> _What to do_
Look below for the line containing "use crate::arr::VersionedClient;" and the line containing "pub struct TagFields"; repeat exactly those two lines and all lines between them, and nothing else.

Dataset entries:
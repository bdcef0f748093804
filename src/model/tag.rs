use super::lazy::Lazy;
use super::Reload;
use crate::arr::VersionedClient;
use arrlink_common::{Error, Result};
use async_trait::async_trait;
use serde::Deserialize;
use serde_json::{json, Value};
use std::fmt;

/// Tag payload. The association lists are only filled by detail loads.
#[derive(Debug, Clone, Default, Deserialize)]
#[serde(rename_all = "camelCase")]
pub struct TagFields {
    pub id: Option<i64>,
    pub label: Option<String>,
    pub delay_profile_ids: Option<Vec<i64>>,
    pub notification_ids: Option<Vec<i64>>,
    pub restriction_ids: Option<Vec<i64>>,
    pub import_list_ids: Option<Vec<i64>>,
    pub movie_ids: Option<Vec<i64>>,
    pub series_ids: Option<Vec<i64>>,
    pub artist_ids: Option<Vec<i64>>,
    pub author_ids: Option<Vec<i64>>,
}

#[derive(Clone)]
pub struct Tag {
    api: VersionedClient,
    state: Lazy<TagFields>,
    detail: bool,
}

impl Tag {
    pub(crate) fn stub(api: VersionedClient, payload: Value, detail: bool) -> Result<Self> {
        Ok(Self {
            api,
            state: Lazy::stub(payload)?,
            detail,
        })
    }

    pub(crate) fn full(api: VersionedClient, payload: Value, detail: bool) -> Result<Self> {
        Ok(Self {
            api,
            state: Lazy::full(payload)?,
            detail,
        })
    }

    /// Stub known only by id, as referenced from another entity.
    pub(crate) fn from_id(api: VersionedClient, id: i64) -> Result<Self> {
        Self::stub(api, json!({ "id": id }), false)
    }

    pub fn id(&self) -> Option<i64> {
        self.state.fields().id
    }

    pub fn label(&self) -> Option<&str> {
        self.state.fields().label.as_deref()
    }

    /// Whether the association lists were requested.
    pub fn is_detailed(&self) -> bool {
        self.detail
    }

    /// Rename the tag. The label is stored lowercased.
    pub async fn edit(&mut self, label: &str) -> Result<()> {
        let id = self.require_id()?;
        let payload = self.api.put_tag(id, label).await?;
        self.state.replace(payload)
    }

    /// Delete the tag on the server and forget its id.
    pub async fn delete(&mut self) -> Result<()> {
        let id = self.require_id()?;
        self.api.delete_tag(id).await?;
        self.state.detach()
    }

    fn require_id(&self) -> Result<i64> {
        self.id()
            .ok_or_else(|| Error::invalid_argument("tag has no id; it does not exist on the server"))
    }

    fn display_name(&self) -> String {
        self.label().unwrap_or_default().to_string()
    }
}

#[async_trait]
impl Reload for Tag {
    type Fields = TagFields;

    fn state(&self) -> &Lazy<TagFields> {
        &self.state
    }

    fn state_mut(&mut self) -> &mut Lazy<TagFields> {
        &mut self.state
    }

    async fn fetch(&self) -> Result<Value> {
        let id = self.require_id()?;
        let path = if self.detail && self.api.dialect().supports_tag_detail() {
            format!("tag/detail/{}", id)
        } else {
            format!("tag/{}", id)
        };
        self.api.get(&path, &[]).await
    }
}

lazy_entity!(Tag, TagFields);
entity_identity!(Tag);

impl fmt::Debug for Tag {
    fn fmt(&self, f: &mut fmt::Formatter<'_>) -> fmt::Result {
        f.debug_struct("Tag")
            .field("id", &self.id())
            .field("label", &self.label())
            .field("materialized", &self.state.is_materialized())
            .finish()
    }
}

> _Solution to the problem_
use crate::arr::VersionedClient;
use arrlink_common::{Error, Result};
use async_trait::async_trait;
use serde::Deserialize;
use serde_json::{json, Value};
use std::fmt;

/// Tag payload. The association lists are only filled by detail loads.
#[derive(Debug, Clone, Default, Deserialize)]
#[serde(rename_all = "camelCase")]
pub struct TagFields {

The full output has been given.